Numerical Computing

My research involves computer simulations, so I spend a lot of time implementing numerical algorithms. I view a numerical technique as a tool for solving a problem, not as something intrinsically interesting itself. But as a numerical modeler it pays to become familiar with your tools, so I have.

The first question is which programming language to use? I use FORTRAN, and I’m sure that makes me a dinosaur in the eyes of many. But FORTRAN is still common among physicists, and has served me well since I first learned it as a senior in high school.
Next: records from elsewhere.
impl TimelineNode {
    /// Resume playback
    pub fn start(&mut self) {
        self.running = true;
    }

    /// Pause playback
    pub fn stop(&mut self) {
        self.running = false;
    }

    /// Rewind to the start
    pub fn reset(&mut self) {
        self.elapsed = 0.0;
    }

    /// Whether the clock advances
    pub fn is_running(&self) -> bool {
        self.running
    }

    /// Current clip time
    pub fn time(&self) -> f64 {
        self.start + self.elapsed
    }

    fn advance(&mut self, delta: f64) {
        if !self.running {
            return;
        }
        self.elapsed += delta * self.speed;
        if self.duration > 0.0 {
            if self.looping {
                self.elapsed = self.elapsed.rem_euclid(self.duration);
            } else if self.elapsed >= self.duration {
                self.elapsed = self.duration;
                self.running = false;
            }
        }
    }
}

impl NodeBehavior for TimelineNode {
    fn capabilities(&self) -> Capabilities {
        Capabilities::TIMELINE
    }

    fn configure(&mut self, attributes: &Attributes) -> Result<(), String> {
        let unit = attributes.int_or("unit", i64::from(self.unit))?;
        self.unit = u32::try_from(unit)
            .ok()
            .filter(|unit| *unit < 32)
            .ok_or_else(|| format!("timeline unit {unit} out of range"))?;
        let group_mask = attributes.int_or("group_mask", i64::from(self.group_mask))?;
        self.group_mask = u32::try_from(group_mask).map_err(|_| "group_mask must fit in 32 bits".to_string())?;
        let clip = attributes.int_or("clip", 0)?;
        self.clip = usize::try_from(clip).map_err(|_| "clip must not be negative".to_string())?;
        self.start = attributes.float_or("start", self.start)?;
        self.duration = attributes.float_or("duration", self.duration)?;
        self.looping = attributes.bool_or("looping", self.looping)?;
        self.speed = attributes.float_or("speed", self.speed)?;
        self.weight = attributes.float_or("weight", self.weight)?;
        self.running = attributes.bool_or("autostart", self.running)?;
        Ok(())
    }

    fn process_logic(&mut self, ctx: &mut NodeContext<'_>, tracker: &mut LogicTracker) {
        self.advance(tracker.time().delta);
        ctx.set_property("time", self.time());
        tracker.push_timeline(TimelineSample {
            source: ctx.key(),
            unit: self.unit,
            group_mask: self.group_mask,
            clip: self.clip,
            time: self.time(),
            weight: self.weight,
        });
    }

    impl_any!();
}

/// Carries a local transform
///
/// Each logic step rebuilds the `transform` property from the configured
/// base transform, overridden by the `position`, `rotation_y` (radians) and
/// `scale` properties when controllers write them.
#[derive(Debug, Clone, Default)]
pub struct TransformNode {
    base: Transform,
}

impl TransformNode {
    /// Transform node with a base transform
    pub fn new(base: Transform) -> Self {
        Self { base }
    }

    fn compose(&self, ctx: &NodeContext<'_>) -> Transform {
        let mut transform = self.base.clone();
        if let Some(position) = ctx.property("position").and_then(PropertyValue::as_vector) {
            transform.position = position;
        }
        if let Some(angle) = ctx.property("rotation_y").and_then(PropertyValue::as_float) {
            transform.rotation = Quat::from_axis_angle(&Vec3::y_axis(), angle as f32);
        }
        match ctx.property("scale") {
            Some(PropertyValue::Vector(scale)) => transform.scale = *scale,
            Some(value) => {
                if let Some(uniform) = value.as_float() {
                    transform.scale = Vec3::repeat(uniform as f32);
                }
            }
            None => {}
        }
        transform
    }
}

impl NodeBehavior for TransformNode {
    fn capabilities(&self) -> Capabilities {
        Capabilities::TRANSFORM
    }

    fn configure(&mut self, attributes: &Attributes) -> Result<(), String> {
        if let Some(value) = attributes.get("position") {
            self.base.position = value.as_vector().ok_or("attribute 'position' must be a vector")?;
        }
        if let Some(value) = attributes.get("scale") {
            self.base.scale = match value {
                PropertyValue::Vector(scale) => *scale,
                other => Vec3::repeat(other.as_float().ok_or("attribute 'scale' must be a number or vector")? as f32),
            };
        }
        Ok(())
    }

    fn init(&mut self, ctx: &mut NodeContext<'_>, _tracker: &mut InitTracker) -> bool {
        let transform = self.compose(ctx);
        ctx.set_property("transform", transform);
        true
    }

    fn process_logic(&mut self, ctx: &mut NodeContext<'_>, _tracker: &mut LogicTracker) {
        let transform = self.compose(ctx);
        ctx.set_property("transform", transform);
    }

    impl_any!();
}

/// Selects the current camera of the video renderer
#[derive(Debug, Clone)]
pub struct CameraNode {
    /// Vertical field of view in radians
    pub field_of_view: f32,
}

impl Default for CameraNode {
    fn default() -> Self {
        Self {
            field_of_view: std::f32::consts::FRAC_PI_3,
        }
    }
}

impl NodeBehavior for CameraNode {
    fn capabilities(&self) -> Capabilities {
        Capabilities::CAMERA
    }

    fn configure(&mut self, attributes: &Attributes) -> Result<(), String> {
        self.field_of_view = attributes.float_or("field_of_view", f64::from(self.field_of_view))? as f32;
        Ok(())
    }

    fn process_output(&mut self, ctx: &mut NodeContext<'_>, tracker: &mut OutputTracker) {
        let view = CameraView {
            camera: ctx.key(),
            transform: ctx.root().world_transform(ctx.key()),
            field_of_view: self.field_of_view,
        };
        report(tracker, ctx.renderers().video.set_current_camera(view));
    }

    impl_any!();
}

/// Selects the current listener of the audio renderer
#[derive(Debug, Clone)]
pub struct ListenerNode {
    /// Master gain
    pub gain: f32,
}

impl Default for ListenerNode {
    fn default() -> Self {
        Self { gain: 1.0 }
    }
}

impl NodeBehavior for ListenerNode {
    fn capabilities(&self) -> Capabilities {
        Capabilities::LISTENER
    }

    fn configure(&mut self, attributes: &Attributes) -> Result<(), String> {
        self.gain = attributes.float_or("gain", f64::from(self.gain))? as f32;
        Ok(())
    }

    fn process_output(&mut self, ctx: &mut NodeContext<'_>, tracker: &mut OutputTracker) {
        let listener = ListenerState {
            listener: ctx.key(),
            transform: ctx.root().world_transform(ctx.key()),
            gain: self.gain,
        };
        report(tracker, ctx.renderers().audio.set_current_listener(listener));
    }

    impl_any!();
}

/// Selects the current island of the physics simulator
#[derive(Debug, Clone)]
pub struct IslandNode {
    /// Gravity applied to bodies of the island
    pub gravity: Vec3,
}

impl Default for IslandNode {
    fn default() -> Self {
        Self {
            gravity: Vec3::new(0.0, -9.81, 0.0),
        }
    }
}

impl NodeBehavior for IslandNode {
    fn capabilities(&self) -> Capabilities {
        Capabilities::ISLAND
    }

    fn configure(&mut self, attributes: &Attributes) -> Result<(), String> {
        if let Some(value) = attributes.get("gravity") {
            self.gravity = value.as_vector().ok_or("attribute 'gravity' must be a vector")?;
        }
        Ok(())
    }

    fn process_output(&mut self, ctx: &mut NodeContext<'_>, tracker: &mut OutputTracker) {
        let island = IslandState {
            island: ctx.key(),
            gravity: self.gravity,
        };
        report(tracker, ctx.renderers().physics.set_current_island(island));
    }

    impl_any!();
}

/// A renderer object owned by a node
#[derive(Debug, Clone, Default)]
struct ObjectBinding {
    bytes: u64,
    policy: SuspensionPolicy,
    object: Option<ObjectKey>,
}
//! Node property values
//!
//! Nodes keep a small property bag that controllers write into and renderers
//! read from. Values are dynamically typed; blending is only defined between
//! values of the same variant.

use std::collections::BTreeMap;

use serde::{Deserialize, Serialize};

use crate::foundation::math::{Transform, Vec3};

/// Attribute map used to configure nodes and controllers from templates
pub type Attributes = BTreeMap<String, PropertyValue>;

/// A dynamically typed property value
#[derive(Debug, Clone, PartialEq, Serialize, Deserialize)]
#[serde(untagged)]
pub enum PropertyValue {
    /// Boolean flag
    Bool(bool),
    /// Signed integer
    Int(i64),
    /// Floating point scalar
    Float(f64),
    /// Text value
    Text(String),
    /// 3D vector
    Vector(Vec3),
    /// Full transform
    Transform(Transform),
}

impl PropertyValue {
    /// Read as a float; integers are widened
    pub fn as_float(&self) -> Option<f64> {
        match self {
            Self::Float(value) => Some(*value),
            Self::Int(value) => Some(*value as f64),
            _ => None,
        }
    }

    /// Read as an integer
    pub fn as_int(&self) -> Option<i64> {
        match self {
            Self::Int(value) => Some(*value),
            _ => None,
        }
    }

    /// Read as a boolean
    pub fn as_bool(&self) -> Option<bool> {
        match self {
            Self::Bool(value) => Some(*value),
            _ => None,
        }
    }

    /// Read as text
    pub fn as_text(&self) -> Option<&str> {
        match self {
            Self::Text(value) => Some(value),
            _ => None,
        }
    }

    /// Read as a vector
    pub fn as_vector(&self) -> Option<Vec3> {
        match self {
            Self::Vector(value) => Some(*value),
            _ => None,
        }
    }

    /// Read as a transform
    pub fn as_transform(&self) -> Option<&Transform> {
        match self {
            Self::Transform(value) => Some(value),
            _ => None,
        }
    }

    /// Linear interpolation between two values of the same kind
    ///
    /// Discrete kinds (bool, int, text) step at `t >= 0.5`.
    pub fn lerp(&self, other: &Self, t: f64) -> Option<Self> {
        match (self, other) {
            (Self::Float(a), Self::Float(b)) => Some(Self::Float(a + (b - a) * t)),
            (Self::Vector(a), Self::Vector(b)) => Some(Self::Vector(a.lerp(b, t as f32))),
            (Self::Transform(a), Self::Transform(b)) => {
                Transform::weighted_blend(&[(a, (1.0 - t) as f32), (b, t as f32)]).map(Self::Transform)
            }
            (Self::Bool(_), Self::Bool(_)) | (Self::Int(_), Self::Int(_)) | (Self::Text(_), Self::Text(_)) => {
                Some(if t >= 0.5 { other.clone() } else { self.clone() })
            }
            _ => None,
        }
    }

    /// Weighted combination of several values of the same kind
    ///
    /// Continuous kinds are summed by weight; discrete kinds take the value
    /// with the largest weight. Mixed kinds yield `None`.
    pub fn weighted_sum(parts: &[(Self, f64)]) -> Option<Self> {
        let (first, _) = parts.first()?;
        match first {
            Self::Float(_) => parts
                .iter()
                .map(|(value, weight)| value.as_float().map(|v| v * weight))
                .sum::<Option<f64>>()
                .map(Self::Float),
            Self::Vector(_) => parts
                .iter()
                .map(|(value, weight)| value.as_vector().map(|v| v * *weight as f32))
                .try_fold(Vec3::zeros(), |acc, v| v.map(|v| acc + v))
                .map(Self::Vector),
            Self::Transform(_) => {
                let transforms = parts
                    .iter()
                    .map(|(value, weight)| value.as_transform().map(|t| (t, *weight as f32)))
                    .collect::<Option<Vec<_>>>()?;
                Transform::weighted_blend(&transforms).map(Self::Transform)
            }
            Self::Bool(_) | Self::Int(_) | Self::Text(_) => {
                if parts.iter().any(|(value, _)| std::mem::discriminant(value) != std::mem::discriminant(first)) {
                    return None;
                }
                parts
                    .iter()
                    .max_by(|a, b| a.1.total_cmp(&b.1))
                    .map(|(value, _)| value.clone())
            }
        }
    }
}

impl From<f64> for PropertyValue {
    fn from(value: f64) -> Self {
        Self::Float(value)
    }
}

impl From<bool> for PropertyValue {
    fn from(value: bool) -> Self {
        Self::Bool(value)
    }
}

impl From<i64> for PropertyValue {
    fn from(value: i64) -> Self {
        Self::Int(value)
    }
}

impl From<&str> for PropertyValue {
    fn from(value: &str) -> Self {
        Self::Text(value.to_string())
    }
}

impl From<String> for PropertyValue {
    fn from(value: String) -> Self {
        Self::Text(value)
    }
}

impl From<Vec3> for PropertyValue {
    fn from(value: Vec3) -> Self {
        Self::Vector(value)
    }
}

impl From<Transform> for PropertyValue {
    fn from(value: Transform) -> Self {
        Self::Transform(value)
    }
}

/// Attribute lookup helpers shared by node and controller configuration
pub trait AttributeExt {
    /// Float attribute or default
    fn float_or(&self, key: &str, default: f64) -> Result<f64, String>;
    /// Boolean attribute or default
    fn bool_or(&self, key: &str, default: bool) -> Result<bool, String>;
    /// Integer attribute or default
    fn int_or(&self, key: &str, default: i64) -> Result<i64, String>;
    /// Optional text attribute
    fn text(&self, key: &str) -> Result<Option<&str>, String>;
}

impl AttributeExt for Attributes {
    fn float_or(&self, key: &str, default: f64) -> Result<f64, String> {
        self.get(key).map_or(Ok(default), |value| {
            value.as_float().ok_or_else(|| format!("attribute '{key}' must be a number"))
        })
    }

    fn bool_or(&self, key: &str, default: bool) -> Result<bool, String> {
        self.get(key).map_or(Ok(default), |value| {
            value.as_bool().ok_or_else(|| format!("attribute '{key}' must be a boolean"))
        })
    }

    fn int_or(&self, key: &str, default: i64) -> Result<i64, String> {
        self.get(key).map_or(Ok(default), |value| {
            value.as_int().ok_or_else(|| format!("attribute '{key}' must be an integer"))
        })
    }

    fn text(&self, key: &str) -> Result<Option<&str>, String> {
        self.get(key).map_or(Ok(None), |value| {
            value.as_text().map(Some).ok_or_else(|| format!("attribute '{key}' must be text"))
        })
    }
}

#[cfg(test)]
mod tests {
    use super::*;
    use approx::assert_relative_eq;

    #[test]
    fn test_float_lerp() {
        let a = PropertyValue::Float(0.0);
        let b = PropertyValue::Float(10.0);
        assert_relative_eq!(a.lerp(&b, 0.25).unwrap().as_float().unwrap(), 2.5);
    }

    #[test]
    fn test_mixed_lerp_fails() {
        assert!(PropertyValue::Float(0.0).lerp(&PropertyValue::Bool(true), 0.5).is_none());
    }

    #[test]
    fn test_weighted_sum_vectors() {
        let parts = [
            (PropertyValue::Vector(Vec3::new(1.0, 0.0, 0.0)), 0.5),
            (PropertyValue::Vector(Vec3::new(0.0, 1.0, 0.0)), 0.5),
        ];
        let sum = PropertyValue::weighted_sum(&parts).unwrap().as_vector().unwrap();
        assert_relative_eq!(sum, Vec3::new(0.5, 0.5, 0.0));
    }

    #[test]
    fn test_weighted_sum_discrete_picks_heaviest() {
        let parts = [(PropertyValue::Bool(false), 0.3), (PropertyValue::Bool(true), 0.7)];
        assert_eq!(PropertyValue::weighted_sum(&parts), Some(PropertyValue::Bool(true)));
    }

    #[test]
    fn test_attribute_helpers() {
        let mut attributes = Attributes::new();
        attributes.insert("scale".to_string(), PropertyValue::Int(2));
        attributes.insert("name".to_string(), PropertyValue::Float(1.0));
        assert_relative_eq!(attributes.float_or("scale", 1.0).unwrap(), 2.0);
        assert_relative_eq!(attributes.float_or("missing", 3.0).unwrap(), 3.0);
        assert!(attributes.text("name").is_err());
    }
}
If you look in the solution manual for the 4th edition of Intermediate Physics for Medicine and Biology, you will find a few programs written in FORTRAN. Russ Hobbie humored me by letting me write these in FORTRAN rather than C, although C appears in the textbook itself.

Numerical Recipes:
The Art of Scientific Computing,
by Press et al.

I tend to avoid software like Matlab, Mathematica, and Maple as being to “black-boxy.” I like to tinker with the guts of my program, and often you can’t do that with high-level software packages. Perhaps younger scientists disagree. I do use Matlab for graphics.
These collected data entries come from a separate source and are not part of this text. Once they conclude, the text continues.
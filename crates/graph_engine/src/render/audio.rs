//! Audio renderer

use crate::foundation::collections::{NodeKey, ObjectKey};
use crate::foundation::math::{Transform, Vec3};
use crate::render::renderer::{Renderer, SubmissionItem};
use crate::render::RenderError;

/// Listener selected for a submission
#[derive(Debug, Clone, PartialEq)]
pub struct ListenerState {
    /// Listener node
    pub listener: NodeKey,
    /// World transform of the listener
    pub transform: Transform,
    /// Master gain
    pub gain: f32,
}

/// One playing sound of a submission
#[derive(Debug, Clone, PartialEq)]
pub struct PlayItem {
    /// Registered sound object
    pub object: ObjectKey,
    /// World position of the emitter
    pub position: Vec3,
    /// Emitter gain
    pub gain: f32,
}

impl PlayItem {
    /// Gain after distance attenuation relative to `listener`
    pub fn attenuated_gain(&self, listener: &ListenerState) -> f32 {
        let distance = (self.position - listener.transform.position).norm();
        self.gain * listener.gain / (1.0 + distance)
    }
}

impl SubmissionItem for PlayItem {
    fn object(&self) -> ObjectKey {
        self.object
    }
}

/// Renderer mixing sounds relative to a listener
pub type AudioRenderer = Renderer<ListenerState, PlayItem>;

impl Renderer<ListenerState, PlayItem> {
    /// Select the listener of the open submission
    pub fn set_current_listener(&mut self, listener: ListenerState) -> Result<(), RenderError> {
        self.set_current(listener)
    }

    /// Queue a sound object
    pub fn push_object_for_playing(&mut self, item: PlayItem) -> Result<(), RenderError> {
        self.push(item)
    }

    /// Listener of the latest submission
    pub fn current_listener(&self) -> Option<&ListenerState> {
        self.current()
    }
}

#[cfg(test)]
mod tests {
    use super::*;
    use approx::assert_relative_eq;

    #[test]
    fn test_gain_attenuates_with_distance() {
        let listener = ListenerState {
            listener: NodeKey::default(),
            transform: Transform::identity(),
            gain: 1.0,
        };
        let near = PlayItem {
            object: ObjectKey::default(),
            position: Vec3::zeros(),
            gain: 0.5,
        };
        let far = PlayItem {
            position: Vec3::new(3.0, 0.0, 0.0),
            ..near.clone()
        };
        assert_relative_eq!(near.attenuated_gain(&listener), 0.5);
        assert_relative_eq!(far.attenuated_gain(&listener), 0.125);
    }
}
When I face a numerical problem that is new to me, the first place I look is Numerical Recipes: The Art of Scientific Computing, by Press, Teukolsky, Vetterling, and Flannery . The copy on my bookshelf is the 2nd edition of Numerical Recipes in FORTRAN 77: The Art of Scientific Computing. In the preface Press et al. write

We call this book “Numerical Recipes” for several reasons. In one sense, the book is indeed a “cookbook” on numerical computation. However there is an important distinction between a cookbook and a restaurant menu. The latter presents choices among complete dishes in each of which the individual flavors are blended and disguised. The former—and this book—reveals the individual ingredients and explains how they are prepared and combined.

Numerical Methods That Work,
by Forman Acton.

For a guide to some of the lore of numerical computing, I recommend two delightful books by Forman Acton: Numerical Methods that Work, and Real Computing Made Real: Preventing Errors in Scientific and Engineering Calculations. In Real Computing, Acton writes

This book addresses errors of the third kind. You’ve never heard of them? But you've made them; we all make them every time we write a computer program to solve a physical problem.
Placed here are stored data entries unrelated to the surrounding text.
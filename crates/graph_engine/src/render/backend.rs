//! Renderer back-end abstraction
//!
//! Concrete device back-ends (GPU, audio device, physics solver) live
//! outside this crate. The core only drives them through [`Backend`].

use std::fmt;
use std::sync::{Arc, Mutex, PoisonError};

/// Result type for backend operations
pub type BackendResult<T> = Result<T, String>;

/// Device back-end of a renderer
#[allow(unused_variables)]
pub trait Backend<C, I>: Send {
    /// Back-end name for diagnostics
    fn name(&self) -> &str;

    /// Acquire the device
    fn init(&mut self) -> BackendResult<()> {
        Ok(())
    }

    /// Release the device
    fn deinit(&mut self) {}

    /// Consume one submitted batch
    fn render(&mut self, current: Option<&C>, batch: &[I]) -> BackendResult<()>;

    /// Playback paused
    fn pause(&mut self) {}

    /// Playback resumed
    fn resume(&mut self) {}

    /// Release device resources while keeping logical state
    fn suspend_device(&mut self) {}

    /// Reacquire device resources
    fn resume_device(&mut self) -> BackendResult<()> {
        Ok(())
    }
}

/// Back-end that accepts and discards everything
#[derive(Debug, Clone, Copy, Default)]
pub struct NullBackend;

impl<C, I> Backend<C, I> for NullBackend {
    fn name(&self) -> &str {
        "null"
    }

    fn render(&mut self, _current: Option<&C>, _batch: &[I]) -> BackendResult<()> {
        Ok(())
    }
}

/// One batch seen by a [`RecordingBackend`]
#[derive(Debug, Clone, PartialEq)]
pub struct RecordedBatch<C, I> {
    /// Context current when the batch was rendered
    pub current: Option<C>,
    /// Items of the batch
    pub items: Vec<I>,
}

/// Shared view of the batches recorded by a [`RecordingBackend`]
pub struct RecordingLog<C, I> {
    batches: Arc<Mutex<Vec<RecordedBatch<C, I>>>>,
}

impl<C, I> Clone for RecordingLog<C, I> {
    fn clone(&self) -> Self {
        Self {
            batches: Arc::clone(&self.batches),
        }
    }
}

impl<C: Clone, I: Clone> RecordingLog<C, I> {
    /// Copy of every recorded batch, oldest first
    pub fn batches(&self) -> Vec<RecordedBatch<C, I>> {
        self.batches.lock().unwrap_or_else(PoisonError::into_inner).clone()
    }

    /// Number of recorded batches
    pub fn len(&self) -> usize {
        self.batches.lock().unwrap_or_else(PoisonError::into_inner).len()
    }

    /// Whether nothing was recorded
    pub fn is_empty(&self) -> bool {
        self.len() == 0
    }

    /// Most recent batch
    pub fn last(&self) -> Option<RecordedBatch<C, I>> {
        self.batches.lock().unwrap_or_else(PoisonError::into_inner).last().cloned()
    }
}

impl<C, I> fmt::Debug for RecordingLog<C, I> {
    fn fmt(&self, f: &mut fmt::Formatter<'_>) -> fmt::Result {
        f.debug_struct("RecordingLog").finish_non_exhaustive()
    }
}

/// Conformance test double recording every rendered batch
pub struct RecordingBackend<C, I> {
    log: RecordingLog<C, I>,
    fail_render: bool,
}

impl<C, I> Default for RecordingBackend<C, I> {
    fn default() -> Self {
        Self {
            log: RecordingLog {
                batches: Arc::new(Mutex::new(Vec::new())),
            },
            fail_render: false,
        }
    }
}

impl<C, I> RecordingBackend<C, I> {
    /// Create a recording back-end
    pub fn new() -> Self {
        Self::default()
    }

    /// A back-end whose `render` always fails
    pub fn failing() -> Self {
        Self {
            fail_render: true,
            ..Self::default()
        }
    }

    /// Handle to the recorded batches, valid after the back-end is boxed
    pub fn log(&self) -> RecordingLog<C, I> {
        self.log.clone()
    }
}

impl<C: Clone + Send, I: Clone + Send> Backend<C, I> for RecordingBackend<C, I> {
    fn name(&self) -> &str {
        "recording"
    }

    fn render(&mut self, current: Option<&C>, batch: &[I]) -> BackendResult<()> {
        if self.fail_render {
            return Err("recording back-end configured to fail".to_string());
        }
        self.log
            .batches
            .lock()
            .unwrap_or_else(PoisonError::into_inner)
            .push(RecordedBatch {
                current: current.cloned(),
                items: batch.to_vec(),
            });
        Ok(())
    }
}
#[cfg(test)]
mod tests {
    use super::*;
    use crate::foundation::collections::NodeKey;
    use crate::foundation::math::Transform;

    fn config(automatic: bool, after: u64) -> RendererConfig {
        RendererConfig {
            automatic_suspension: automatic,
            suspend_after_frames: after,
            ..RendererConfig::default()
        }
    }

    fn video(config: &RendererConfig) -> (VideoRenderer, RecordingLog<CameraView, DrawItem>) {
        let backend = RecordingBackend::new();
        let log = backend.log();
        let mut renderer = VideoRenderer::with_backend("video", config, Box::new(backend));
        renderer.init().unwrap();
        (renderer, log)
    }

    fn object(renderer: &mut VideoRenderer, bytes: u64, policy: SuspensionPolicy) -> ObjectKey {
        renderer
            .register_object(Box::new(ResourceObject::new("mesh", bytes)), policy)
            .unwrap()
    }

    fn cycle(renderer: &mut VideoRenderer, pushed: &[ObjectKey], trigger: bool) -> usize {
        renderer.begin_submission().unwrap();
        for &object in pushed {
            renderer
                .push_object_for_rendering(DrawItem {
                    object,
                    transform: Transform::identity(),
                })
                .unwrap();
        }
        renderer.end_submission().unwrap();
        let suspended = renderer.begin_rendering(trigger).unwrap();
        renderer.end_rendering().unwrap();
        suspended
    }

    #[test]
    fn test_push_outside_submission_rejected() {
        let (mut renderer, _) = video(&config(false, 1));
        let key = object(&mut renderer, 16, SuspensionPolicy::Never);
        let item = DrawItem {
            object: key,
            transform: Transform::identity(),
        };
        assert_eq!(
            renderer.push_object_for_rendering(item.clone()),
            Err(RenderError::NotSubmitting(SubmissionState::Ready))
        );
        renderer.begin_submission().unwrap();
        renderer.end_submission().unwrap();
        assert_eq!(
            renderer.push_object_for_rendering(item),
            Err(RenderError::NotSubmitting(SubmissionState::Submitted))
        );
        assert_eq!(renderer.stats().pushed_objects, 0);
    }

    #[test]
    fn test_backend_sees_submitted_batch() {
        let (mut renderer, log) = video(&config(false, 1));
        let key = object(&mut renderer, 16, SuspensionPolicy::Never);
        renderer.begin_submission().unwrap();
        renderer
            .set_current_camera(CameraView {
                camera: NodeKey::default(),
                transform: Transform::identity(),
                field_of_view: 1.0,
            })
            .unwrap();
        renderer
            .push_object_for_rendering(DrawItem {
                object: key,
                transform: Transform::identity(),
            })
            .unwrap();
        renderer.end_submission().unwrap();
        renderer.begin_rendering(false).unwrap();
        renderer.end_rendering().unwrap();

        let batch = log.last().unwrap();
        assert_eq!(batch.items.len(), 1);
        assert!(batch.current.is_some());
        assert_eq!(renderer.frame(), 1);
        assert_eq!(renderer.stats().frames, 1);
    }

    #[test]
    fn test_automatic_object_suspended_and_resumed() {
        let (mut renderer, _) = video(&config(true, 1));
        let key = object(&mut renderer, 64, SuspensionPolicy::Automatic);
        assert_eq!(renderer.stats().allocated_bytes, 64);

        assert_eq!(cycle(&mut renderer, &[key], false), 0);
        assert_eq!(cycle(&mut renderer, &[key], false), 0);
        assert_eq!(cycle(&mut renderer, &[], false), 1);
        assert_eq!(renderer.object_state(key), Some(ObjectState::Suspended));
        assert_eq!(renderer.stats().allocated_bytes, 0);
        assert_eq!(renderer.stats().suspended_objects, 1);

        cycle(&mut renderer, &[key], false);
        assert_eq!(renderer.object_state(key), Some(ObjectState::Initialized));
        assert_eq!(renderer.stats().allocated_bytes, 64);
        assert_eq!(renderer.stats().suspended_objects, 0);
    }

    #[test]
    fn test_manual_object_suspended_only_on_trigger() {
        let (mut renderer, _) = video(&config(true, 1));
        let manual = object(&mut renderer, 8, SuspensionPolicy::Manual);
        let kept = object(&mut renderer, 8, SuspensionPolicy::Manual);

        for _ in 0..4 {
            cycle(&mut renderer, &[kept], false);
        }
        assert_eq!(renderer.object_state(manual), Some(ObjectState::Initialized));

        assert_eq!(cycle(&mut renderer, &[kept], true), 1);
        assert_eq!(renderer.object_state(manual), Some(ObjectState::Suspended));
        assert_eq!(renderer.object_state(kept), Some(ObjectState::Initialized));
    }

    #[test]
    fn test_never_policy_survives_sweeps() {
        let (mut renderer, _) = video(&config(true, 1));
        let key = object(&mut renderer, 8, SuspensionPolicy::Never);
        for _ in 0..3 {
            cycle(&mut renderer, &[], true);
        }
        assert_eq!(renderer.object_state(key), Some(ObjectState::Initialized));
    }

    #[test]
    fn test_paused_renderer_skips_backend() {
        let (mut renderer, log) = video(&config(false, 1));
        renderer.pause();
        cycle(&mut renderer, &[], false);
        assert!(log.is_empty());
        renderer.resume();
        cycle(&mut renderer, &[], false);
        assert_eq!(log.len(), 1);
    }

    #[test]
    fn test_failing_backend_aborts_cycle() {
        let mut renderers = Renderers::default()
            .with_video_backend(Box::new(RecordingBackend::failing()))
            .unwrap();
        renderers.init_all().unwrap();
        renderers.begin_submission_all().unwrap();
        renderers.end_submission_all().unwrap();
        assert!(matches!(renderers.begin_rendering_all(false), Err(RenderError::Backend(_))));
        renderers.end_rendering_all().unwrap();
        assert_eq!(renderers.audio.frame(), 1);
        renderers.begin_submission_all().unwrap();
    }

    #[test]
    fn test_refused_submission_aborts_opened_renderers() {
        let mut renderers = Renderers::default();
        renderers.init_all().unwrap();
        renderers.physics.stop().unwrap();

        assert_eq!(
            renderers.begin_submission_all(),
            Err(RenderError::WrongState {
                expected: SubmissionState::Ready,
                actual: SubmissionState::Uninitialized,
            })
        );
        assert_eq!(renderers.video.state(), SubmissionState::Ready);
        assert_eq!(renderers.audio.state(), SubmissionState::Ready);

        renderers.physics.init().unwrap();
        renderers.begin_submission_all().unwrap();
        renderers.end_submission_all().unwrap();
        renderers.begin_rendering_all(false).unwrap();
        renderers.end_rendering_all().unwrap();
        assert_eq!(renderers.video.frame(), 1);
        assert_eq!(renderers.physics.frame(), 1);
    }

    #[test]
    fn test_end_submission_closes_every_renderer() {
        let mut renderers = Renderers::default();
        renderers.init_all().unwrap();
        renderers.begin_submission_all().unwrap();
        renderers.audio.stop().unwrap();

        assert!(renderers.end_submission_all().is_err());
        assert_eq!(renderers.video.state(), SubmissionState::Submitted);
        assert_eq!(renderers.physics.state(), SubmissionState::Submitted);
    }

    #[test]
    fn test_stop_keeps_objects_registered() {
        let (mut renderer, _) = video(&config(false, 1));
        let key = object(&mut renderer, 32, SuspensionPolicy::Automatic);
        renderer.stop().unwrap();
        assert!(!renderer.is_initialized());
        assert_eq!(renderer.object_state(key), Some(ObjectState::Suspended));
        assert_eq!(renderer.stats().allocated_bytes, 0);
    }
}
Errors of the first kind are grammatical—we write things that aren’t in our programming language. The compiler finds them.

Errors of the second kind are our mistakes in programming the algorithms we sought to use. They include n−1 errors, inversions of logical tests, overwriting array limits (in Fortran) and a lot of other little technical mistakes that just don’t happen to be ungrammatical. We have to find them.

Then, Mirabile visu, the program runs—and even gives the correct answers to the two test problems we happen to have already solved.

Errors of the third kind are the ones we haven’t found yet. They show up only for as-yet-untested input values—often for quite limited ranges of these parameters. They include (but are not limited to) loss of significant digits, iterative instabilities, degenerative inefficiences in algorithms and convergence to extraneous roots or previously docile equations. Since some of these errors occur only for limited combinations of parameters inputs they may never disturb our results; more likely some of them will creep into our answers, but so quietly that we don't notice them—until our bridge has collapsed!

Real Computing Made Real,
by Forman Acton.

In the rest of the book, Acton serves up a feast of tricks, tips, and techniques. Even if you don’t particularly like numerical methods, you will enjoy these books. Readers of Intermediate Physics for Medicine and Biology will find them useful when trying to write a computer program to solve the Hodgkin and Huxley equations or implement the Fourier method for computed tomography.

I end with a quote from Acton’s book that he attributes to Richard Hamming. It is one of my favorite quotes, and one I believe is worth repeating:

The purpose of computing is insight, not numbers.